START Extracted material

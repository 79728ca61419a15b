//! Error types for cache construction.
//!
//! Lookups never fail: a missing or expired key is reported as `None`. The only
//! fallible operation is building a cache from an invalid configuration.
//!
//! ```
//! use polycache::{ConfigError, DlfuCache};
//!
//! let err = DlfuCache::<String, i32>::try_new(100, 1.5).unwrap_err();
//! assert_eq!(err, ConfigError::GammaOutOfRange(1.5));
//! ```

use thiserror::Error;

/// Error returned when cache configuration parameters are invalid.
#[derive(Debug, Clone, Copy, PartialEq, Error)]
pub enum ConfigError {
    /// A bounded cache was configured with a capacity of zero.
    #[error("capacity must be greater than zero")]
    ZeroCapacity,

    /// The DLFU decay parameter was outside `[0, 1]` or NaN.
    #[error("gamma must be within [0, 1], got {0}")]
    GammaOutOfRange(f64),
}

END Extracted material

→ Requirement
Lines of the listing above that include the string "DlfuCache" should each be copied.

→ Expected output
//! use polycache::{ConfigError, DlfuCache};
//! let err = DlfuCache::<String, i32>::try_new(100, 1.5).unwrap_err();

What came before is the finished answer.